# White cube 123



## Edvet

The old cube 123 has been converted to a more white water Southeast asian tank. I am trying out crypts in there, with a higher flow. Few large river stones. Pics will follow


----------



## Edvet

2x Stiphodon atropurpureus
1x Sewellia
Some Nerite and Sulawesie snails
Crypto's from lfs ( c.lucens, C, ballansae, C.pontederifolia, C. wendtii brown ( came as straggler in my large tank with some plants from Germany) and 2 unidentified species from the lfs.


----------



## Matt Warner

Looks good with the rippling of the surface from the current. How many litres is this tank?,


----------



## Edvet

125 volume, 50x50x50cm.


----------



## Rob P

Edvet said:


>


 
Tell me that lamp isn't just rested on the corner???


----------



## Edvet

no worries m8, it is...........


----------



## Rob P

Edvet said:


> no worries m8, it is...........


 
Defying the laws of physics!!!!


----------



## faizal

I love it Edvet . Have you put in some sort of leaves in there for the fauna's benefit because the water is looking a bit yellowish


----------



## Crumbs

That makes me nervous just looking at it haha


----------



## Edvet

Indeed it is a bit yellow, a) it's a HQL lamp with has a colour of app 3200, so quite warm. b) there was some wood in there wich left tanines. I am changing the water 10 lit per day so it will clear up in the near future.


----------



## faizal

Edvet said:


> Indeed it is a bit yellow, a) it's a HQL lamp with has a colour of app 3200, so quite warm. b) there was some wood in there wich left tanines. I am changing the water 10 lit per day so it will clear up in the near future.


 
It's awesome Edwet. I like the colour because it gives the whole thing a very natural feel.


----------



## faizal

Crumbs said:


> That makes me nervous just looking at it haha


 Yeah,...if only i could reach across the screen and sort of gently place it down that table


----------



## ourmanflint

Looking at that lamp balancing on the edge of your tank makes me squirm!! Is it clamped I hope


----------



## Edvet

Some inhabitants:
Stiphodon (atropurpureus/semoni?) (2x)


 
Lovely little fish, they bury a hole onder a rock and dart around.
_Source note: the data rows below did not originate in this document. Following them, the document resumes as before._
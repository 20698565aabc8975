pub mod convergence;
pub mod payoffs;
pub mod pricer;
// src/mc/convergence.rs
//! Discrepancy between a Monte Carlo price and an observed market price.
//!
//! The theoretical estimate is treated as Normal with mean C0 and standard
//! deviation SE. Shifting by the market price gives the distribution of the
//! pricing discrepancy:
//! ```text
//! D ~ N(C0 - market, SE²)
//! ```

use crate::error::{validation::*, PricerError, PricerResult};
use crate::math_utils::linspace;
use crate::mc::pricer::PriceEstimate;
use serde::{Deserialize, Serialize};
use statrs::distribution::{Continuous, Normal};

/// Sampling grid for the discrepancy density
#[derive(Debug, Clone, Copy, PartialEq, Serialize, Deserialize)]
pub struct DensityGrid {
    /// Number of evenly spaced points
    pub points: usize,
    /// Half-width of the domain in standard errors
    pub width: f64,
}

impl Default for DensityGrid {
    fn default() -> Self {
        DensityGrid {
            points: 100,
            width: 3.0,
        }
    }
}

impl DensityGrid {
    pub fn validate(&self) -> PricerResult<()> {
        if self.points < 2 {
            return Err(PricerError::InvalidParameter {
                parameter: "density_points".to_string(),
                value: self.points as f64,
                constraint: "must be at least 2".to_string(),
            });
        }
        validate_positive("density_width", self.width)
    }
}

#[derive(Debug, Clone, PartialEq, Serialize, Deserialize)]
pub struct ConvergenceResult {
    /// theoretical value - market price
    pub discrepancy: f64,
    pub standard_error: f64,
    /// discrepancy / standard error
    pub z_score: f64,
    pub theoretical_value: f64,
    pub market_price: f64,
    pub density_domain: Vec<f64>,
    pub density_values: Vec<f64>,
}

impl ConvergenceResult {
    /// Whether the market price lies within `k` standard errors of the estimate
    pub fn within(&self, k: f64) -> bool {
        self.z_score.abs() <= k
    }
}

/// Discrepancy density over `discrepancy ± 3·SE` at 100 points
pub fn analyze(theoretical: &PriceEstimate, market_price: f64) -> PricerResult<ConvergenceResult> {
    analyze_with(theoretical, market_price, DensityGrid::default())
}

/// A zero standard error gives a point mass: the domain collapses to the single
/// point `discrepancy` carrying an infinite density, and `z_score` is infinite
/// unless the discrepancy is zero too.
///
/// # Errors
///
/// `InvalidParameter` when the market price or estimate is not finite, the
/// standard error is negative or non-finite, or the grid is malformed.
pub fn analyze_with(
    theoretical: &PriceEstimate,
    market_price: f64,
    grid: DensityGrid,
) -> PricerResult<ConvergenceResult> {
    grid.validate()?;
    validate_finite("market_price", market_price)?;
    validate_finite("theoretical_value", theoretical.value)?;
    validate_non_negative("standard_error", theoretical.standard_error)?;

    let discrepancy = theoretical.value - market_price;
    let se = theoretical.standard_error;

    if se == 0.0 {
        tracing::warn!(discrepancy, "zero standard error; discrepancy density is a point mass");
        let z_score = if discrepancy == 0.0 {
            0.0
        } else {
            discrepancy.signum() * f64::INFINITY
        };
        return Ok(ConvergenceResult {
            discrepancy,
            standard_error: se,
            z_score,
            theoretical_value: theoretical.value,
            market_price,
            density_domain: vec![discrepancy],
            density_values: vec![f64::INFINITY],
        });
    }

    let density = Normal::new(discrepancy, se).map_err(|e| PricerError::InvalidParameter {
        parameter: "standard_error".to_string(),
        value: se,
        constraint: e.to_string(),
    })?;

    let density_domain = linspace(
        discrepancy - grid.width * se,
        discrepancy + grid.width * se,
        grid.points,
    );
    let density_values = density_domain.iter().map(|&x| density.pdf(x)).collect();

    tracing::debug!(discrepancy, standard_error = se, "analyzed pricing discrepancy");

    Ok(ConvergenceResult {
        discrepancy,
        standard_error: se,
        z_score: discrepancy / se,
        theoretical_value: theoretical.value,
        market_price,
        density_domain,
        density_values,
    })
}

#[cfg(test)]
mod tests {
    use super::*;
    use crate::math_utils::{norm_pdf, trapezoid};

    fn estimate() -> PriceEstimate {
        PriceEstimate {
            value: 12.5,
            standard_error: 0.2,
        }
    }

    #[test]
    fn test_default_grid() {
        let result = analyze(&estimate(), 12.0).unwrap();

        assert!((result.discrepancy - 0.5).abs() < 1e-12);
        assert_eq!(result.density_domain.len(), 100);
        assert_eq!(result.density_values.len(), 100);
        assert!((result.density_domain[0] - (0.5 - 0.6)).abs() < 1e-12);
        assert!((result.density_domain[99] - (0.5 + 0.6)).abs() < 1e-12);
        assert!(result.density_values.iter().all(|&v| v >= 0.0));
        assert!((result.z_score - 2.5).abs() < 1e-12);
        assert!(!result.within(2.0));
        assert!(result.within(3.0));
    }

    #[test]
    fn test_density_matches_normal_pdf() {
        let result = analyze(&estimate(), 12.0).unwrap();
        for (&x, &y) in result.density_domain.iter().zip(&result.density_values) {
            let expected = norm_pdf((x - 0.5) / 0.2) / 0.2;
            assert!((y - expected).abs() < 1e-9);
        }
    }

    #[test]
    fn test_density_integrates_to_one_and_peaks_at_discrepancy() {
        let grid = DensityGrid {
            points: 1001,
            width: 8.0,
        };
        let result = analyze_with(&estimate(), 13.1, grid).unwrap();

        let area = trapezoid(&result.density_domain, &result.density_values);
        assert!((area - 1.0).abs() < 1e-4, "area = {}", area);

        let (peak, _) = result
            .density_values
            .iter()
            .enumerate()
            .fold((0, f64::MIN), |best, (i, &v)| if v > best.1 { (i, v) } else { best });
        let resolution = result.density_domain[1] - result.density_domain[0];
        assert!((result.density_domain[peak] - result.discrepancy).abs() <= resolution);
    }

    #[test]
    fn test_zero_standard_error_collapses_to_point_mass() {
        let worthless = PriceEstimate {
            value: 0.0,
            standard_error: 0.0,
        };
        let result = analyze(&worthless, 0.05).unwrap();

        assert!((result.discrepancy + 0.05).abs() < 1e-12);
        assert_eq!(result.density_domain, vec![result.discrepancy]);
        assert_eq!(result.density_values, vec![f64::INFINITY]);
        assert_eq!(result.z_score, f64::NEG_INFINITY);
        assert!(!result.within(3.0));

        let exact = analyze(&worthless, 0.0).unwrap();
        assert_eq!(exact.z_score, 0.0);
        assert!(exact.within(0.0));
    }

    #[test]
    fn test_invalid_inputs_rejected() {
        let negative = PriceEstimate {
            value: 1.0,
            standard_error: -0.1,
        };
        assert!(matches!(
            analyze(&negative, 1.0),
            Err(PricerError::InvalidParameter { .. })
        ));
        assert!(analyze(&estimate(), f64::NAN).is_err());
    }
}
They feed on mosquito larvea and algae tablets.

Sewellia lineolate (3x)


----------



## akwarium

nice fish


----------



## Edvet

All the crypts are growing (slowly) with submerged leaves, so far so good. I give ferts once a week (20 cc taken from the liter i make for the big tank), light is on for 6 hours atm.


----------



## DanV

Ah fantastic my favorite fish


----------



## Bufo Bill

Love the fishy pics, they're on my Wishlist some day.


----------



## faizal

Hey Edvet,... Can we get a full tank shot please? Loving the fishes The bottom one is a real looker.


----------



## Robbie X

Love the Sewellia, is that a white form? Very cool


----------



## Edvet

Lineolata, not sure wether that is the white one?


----------



## Robbie X

Most of the images I have seen of Sewellia lineolata are brown/yellow or tan, yours looks like black/ white. Very cool indeed.


----------



## Edvet

Probably has to do with photomanipulation. Sorry


----------



## Robbie X

Edvet said:


> Probably has to do with photomanipulation. Sorry


Haha, its still a great looking fish


----------



## Edvet

Due to lighting the shots are overly warm tinted, so i have to move some sliders to get it better looking. In the flesh the "white"is yellow in some places.


----------



## Edvet

Some updates, this tank is a b#tch to get a good colorrendition from.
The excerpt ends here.